Stayin’ Alive: Small Business Edition

By: Katharine Bales ’22 and Natalie Ro ’22

School has kept going since the COVID-19 crisis, but what about small local businesses such as coffee shops, small restaurants and boutiques? Chances are they cannot afford to call off their businesses, so they have had to think of new ways to make money without making physical contact with customers.

As a result of this worldwide pandemic, restaurants and cafés have started offering takeout and delivery. They have taken advantage of apps like DoorDash, Uber Eats, Favor, Postmates and other online platforms that allow customers to find food deliverers in their residential area. Some places—Starbucks, for example—were available for delivery prior to the coronavirus outbreak, but others had to improvise and look at their options.

Delivery apps are growing more costumers by the day. The most successful delivery app is Uber Eats with over 90 million users, and ordering food is as easy as clicking a button. They have hundreds of options and are organized to sort through your favorite foods. For instance, students who like to eat at California Pizza Kitchen can still enjoy their amazing pizza and delicious salads thanks to Uber Eats.

Since many students love trying new coffee shops, these apps also enable users to order espresso drinks from White Rock Coffee, Ascension, Houndstooth, Fourteen Eighteen, XO Coffee and other coffee shops in the area.

Magic Cup employees pose inside their coffee and tea shop in Richardson.
Courtesy of Magic Cup Richardson Instagram

On the other hand, shops and small restaurants with less publicity have had to work harder to earn the same number of profits as before.
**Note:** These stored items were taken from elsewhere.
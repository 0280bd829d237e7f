//! The audio engine seam. The controller decides which nodes exist and how they
//! are wired; an `AudioEngine` owns the actual sound generation.

mod compressor;
mod filter;
mod graph;
mod processors;
mod render;
mod voices;

pub use graph::GraphEngine;
pub use render::Renderer;

use slotmap::new_key_type;

use crate::effects::EffectParams;
use crate::synth::{Envelope, VoiceKind};

new_key_type! {
    pub struct NodeId;
}

pub trait AudioEngine {
    fn create_voice(&mut self, kind: VoiceKind, volume_db: f32) -> NodeId;
    fn create_effect(&mut self, params: &EffectParams, wet: f32) -> NodeId;

    /// Stops and forgets a node. Any route through it is dropped with it.
    fn dispose(&mut self, node: NodeId);

    /// Routes `source` through `stages` in series to the output sink, replacing the
    /// previous route of `source`.
    fn chain(&mut self, source: NodeId, stages: &[NodeId]);

    fn set_envelope(&mut self, voice: NodeId, envelope: Envelope);
    fn trigger_attack(&mut self, voice: NodeId, key: u8, vel: u8);
    fn trigger_release(&mut self, voice: NodeId, key: u8);
    fn set_detune(&mut self, voice: NodeId, cents: f32);
    fn set_volume(&mut self, voice: NodeId, db: f32);
}
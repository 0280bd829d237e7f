use std::sync::mpsc;

use slotmap::SlotMap;

use crate::effects::EffectParams;
use crate::synth::{Envelope, VoiceKind};
use crate::util::*;

use super::processors::{self, Processor};
use super::render::Renderer;
use super::voices::PolyVoice;
use super::{AudioEngine, NodeId};

const COMMAND_QUEUE_SIZE: usize = 1024;

pub enum GraphCommand {
    AddVoice(NodeId, Box<PolyVoice>),
    AddEffect(NodeId, Box<dyn Processor>),
    Remove(NodeId),
    Route(NodeId, Vec<NodeId>),
    Envelope(NodeId, Envelope),
    Attack(NodeId, u8, u8),
    Release(NodeId, u8),
    Detune(NodeId, f32),
    Volume(NodeId, f32),
}

impl GraphCommand {
    /// Commands that change which nodes exist or how they are wired. Losing one
    /// would leave the two halves of the engine disagreeing.
    fn is_structural(&self) -> bool {
        matches!(
            self,
            GraphCommand::AddVoice(..)
                | GraphCommand::AddEffect(..)
                | GraphCommand::Remove(_)
                | GraphCommand::Route(..)
        )
    }
}

/// Nodes the renderer has taken out of the graph, sent back so they are freed off
/// the audio thread.
pub enum Retired {
    Voice(Box<PolyVoice>),
    Effect(Box<dyn Processor>),
    Route(Vec<NodeId>),
}

#[derive(Copy, Clone, Debug, PartialEq, Eq)]
enum NodeRole {
    Voice,
    Effect,
}

/// Control-side half of the bundled engine. Node construction happens here, so the
/// audio thread only ever swaps finished nodes in and out.
pub struct GraphEngine {
    sample_rate: f32,
    nodes: SlotMap<NodeId, NodeRole>,
    commands: mpsc::SyncSender<GraphCommand>,
    retired: mpsc::Receiver<Retired>,
}

impl GraphEngine {
    pub fn new(sample_rate: f32) -> (Self, Renderer) {
        let (commands, queue) = mpsc::sync_channel(COMMAND_QUEUE_SIZE);
        let (graveyard, retired) = mpsc::sync_channel(COMMAND_QUEUE_SIZE);
        let engine = Self {
            sample_rate,
            nodes: SlotMap::with_key(),
            commands,
            retired,
        };
        (engine, Renderer::new(queue, graveyard))
    }

    /// Structural commands wait for room in the queue; note and level changes are
    /// dropped with a warning when the renderer falls behind.
    fn send(&mut self, command: GraphCommand) {
        self.collect_retired();
        if command.is_structural() {
            let r = self.commands.send(command).map_err(|_| "renderer is gone");
            log_if_error("graph command send failed", r);
        } else {
            let r = self.commands.try_send(command);
            log_if_error("graph command send failed", r);
        }
    }

    /// Frees whatever the renderer has handed back. Returns how many items that was.
    pub fn collect_retired(&mut self) -> usize {
        self.retired.try_iter().count()
    }

    fn is_voice(&self, node: NodeId) -> bool {
        self.nodes.get(node) == Some(&NodeRole::Voice)
    }

    pub fn live_nodes(&self) -> usize {
        self.nodes.len()
    }
}

impl AudioEngine for GraphEngine {
    fn create_voice(&mut self, kind: VoiceKind, volume_db: f32) -> NodeId {
        let id = self.nodes.insert(NodeRole::Voice);
        let voice = PolyVoice::new(kind, volume_db, self.sample_rate);
        self.send(GraphCommand::AddVoice(id, Box::new(voice)));
        id
    }

    fn create_effect(&mut self, params: &EffectParams, wet: f32) -> NodeId {
        let id = self.nodes.insert(NodeRole::Effect);
        let processor = processors::build(params, wet, self.sample_rate);
        self.send(GraphCommand::AddEffect(id, processor));
        id
    }

    fn dispose(&mut self, node: NodeId) {
        if self.nodes.remove(node).is_some() {
            self.send(GraphCommand::Remove(node));
        } else {
            log::warn!("dispose of unknown node {:?}", node);
        }
    }

    fn chain(&mut self, source: NodeId, stages: &[NodeId]) {
        debug_assert!(self.is_voice(source));
        self.send(GraphCommand::Route(source, stages.to_vec()));
    }

    fn set_envelope(&mut self, voice: NodeId, envelope: Envelope) {
        self.send(GraphCommand::Envelope(voice, envelope));
    }

    fn trigger_attack(&mut self, voice: NodeId, key: u8, vel: u8) {
        self.send(GraphCommand::Attack(voice, key, vel));
    }

    fn trigger_release(&mut self, voice: NodeId, key: u8) {
        self.send(GraphCommand::Release(voice, key));
    }

    fn set_detune(&mut self, voice: NodeId, cents: f32) {
        self.send(GraphCommand::Detune(voice, cents));
    }

    fn set_volume(&mut self, voice: NodeId, db: f32) {
        self.send(GraphCommand::Volume(voice, db));
    }
}
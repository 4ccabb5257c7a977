//! Shared test utilities for the publish probe workspace.
//!
//! This crate provides common testing infrastructure including:
//! - Stub channel and session that record calls and inject failures
//! - A file server wrapper that counts storage reads
//! - Temp-dir message file builders
//! - Common test fixtures
//!
//! # Usage
//!
//! Add to your crate's `Cargo.toml`:
//!
//! ```toml
//! [dev-dependencies]
//! test-utils = { path = "../test-utils" }
//! ```

pub mod files;
pub mod fixtures;
pub mod generators;
pub mod stub;

// Re-export commonly used items at the crate root
pub use files::CountingFileServer;
pub use generators::*;
pub use stub::{PublishCall, StubChannel, StubSession};
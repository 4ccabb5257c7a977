//! Message publishing probe for AMQP load tests.
//!
//! A [`PublishProbe`] takes a [`ProbeConfig`] and a borrowed channel session,
//! publishes the configured message a fixed number of times, optionally
//! commits, and reports one [`SampleResult`] per invocation.
//!
//! ```ignore
//! use publish_probe::{AmqpSession, ProbeConfig, PublishProbe, SessionConfig};
//!
//! let mut session = AmqpSession::new(SessionConfig::new(uri), handle);
//! let mut probe = PublishProbe::new("orders");
//! let result = probe.run_invocation(&mut session, &ProbeConfig::text("ex1", "rk", "ping"));
//! assert!(result.success);
//! ```

pub mod amqp;
pub mod config;
pub mod content;
pub mod probe;
pub mod sample;

pub use amqp::{AmqpChannel, AmqpSession, ExchangeDeclaration, SessionConfig};
pub use config::{MessageSource, ProbeConfig};
pub use content::{CacheStats, ContentResolver, FileCache};
pub use probe::{publish_properties, InterruptHandle, Outcome, ProbeState, PublishProbe};
pub use sample::SampleResult;

pub use probe_common::{ProbeError, ProbeResult, ResponseCode};
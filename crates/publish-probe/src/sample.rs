//! Per-invocation result record.

use std::time::{Duration, Instant};

use chrono::{DateTime, Utc};
use serde::Serialize;

use probe_common::{ProbeError, ResponseCode};

/// Outcome of one probe invocation.
#[derive(Debug, Clone, Serialize)]
pub struct SampleResult {
    pub label: String,
    pub success: bool,
    pub response_code: ResponseCode,
    pub response_message: String,
    pub response_data: String,
    /// Payload text that was sent.
    #[serde(skip_serializing_if = "Option::is_none")]
    pub sampler_data: Option<String>,
    #[serde(skip_serializing_if = "Option::is_none")]
    pub started_at: Option<DateTime<Utc>>,
    #[serde(skip_serializing_if = "Option::is_none")]
    pub elapsed_us: Option<u64>,
    pub messages_published: u32,
    pub bytes_published: u64,
    #[serde(skip)]
    start: Option<Instant>,
}

impl SampleResult {
    /// A result that counts as a setup failure until proven otherwise.
    pub fn new(label: impl Into<String>) -> Self {
        Self {
            label: label.into(),
            success: false,
            response_code: ResponseCode::SetupFailure,
            response_message: String::new(),
            response_data: String::new(),
            sampler_data: None,
            started_at: None,
            elapsed_us: None,
            messages_published: 0,
            bytes_published: 0,
            start: None,
        }
    }

    /// Start timing.
    pub fn sample_start(&mut self) {
        self.start = Some(Instant::now());
        self.started_at = Some(Utc::now());
    }

    /// Stop timing. Does nothing if timing never started or already stopped.
    pub fn sample_end(&mut self) {
        if let Some(start) = self.start.take() {
            self.elapsed_us = Some(start.elapsed().as_micros() as u64);
        }
    }

    pub fn elapsed(&self) -> Option<Duration> {
        self.elapsed_us.map(Duration::from_micros)
    }

    /// Whether timing was recorded for this result.
    pub fn is_timed(&self) -> bool {
        self.elapsed_us.is_some()
    }

    pub fn mark_success(&mut self) {
        self.success = true;
        self.response_code = ResponseCode::Ok;
        self.response_message = "OK".to_string();
        self.response_data = "OK".to_string();
    }

    pub fn mark_failure(&mut self, err: &ProbeError) {
        self.success = false;
        self.response_code = err.response_code();
        self.response_message = err.to_string();
    }
}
Magic Cup Café, an Asian-inspired coffee and tea shop, has sent out an unpublished writeup about its experiences during COVID-19. Co-founder and CEO Frances Luong wrote, “[E]ven as an essential business operating under local and government safety recommendations, we are continuing to adapt to the global pandemic while leaning on our previous efforts to thrive within the new normal.”

Magic Cup now sells gallons and half-gallons of milk teas and fusion teas, a new initiative that has allowed frequent customers to leave their homes as seldom as possible for tea. Since each gallon yields several servings, they can drink boba-style tea from the comfort and safety of home. Amid these trying times, buying products in bulk can be a wise alternative.

Additionally, Magic Cup stores have recently implemented an online order feature and are listed on Uber Eats to provide better accessibility to potential clients. Out of appreciation for its success despite coronavirus, different locations have “donated over 50 gallons of milk tea and fusion tea to local healthcare professionals in Houston and Dallas.”

Delivery is much easier because all the costumer has to do is order, pay and wait for the food to arrive. Not all restaurants deliver, however, so there is another way: curbside pickup. Many popular restaurants such as Mi Cocina, Pie Tap and Maggiano’s have adapted to offer the option of ordering online and having food brought to the customer’s car.

Ordering out can be expensive sometimes, but during these times, it is nice to contribute a bit to support local restaurants. Popular restaurants are not suffering as much as smaller businesses such as non-chain eateries and beverage shops. Without the ability to advertise as effectively, it can be difficult for less popular, less established businesses to continue making money like normal, but many of them have succeeded thus far.

With all these different options, businesses are surviving and hopefully making it through this pandemic. People can contribute to local business as well as more popular ones. Though these are difficult times, it is good to see people helping others and strengthening our great community.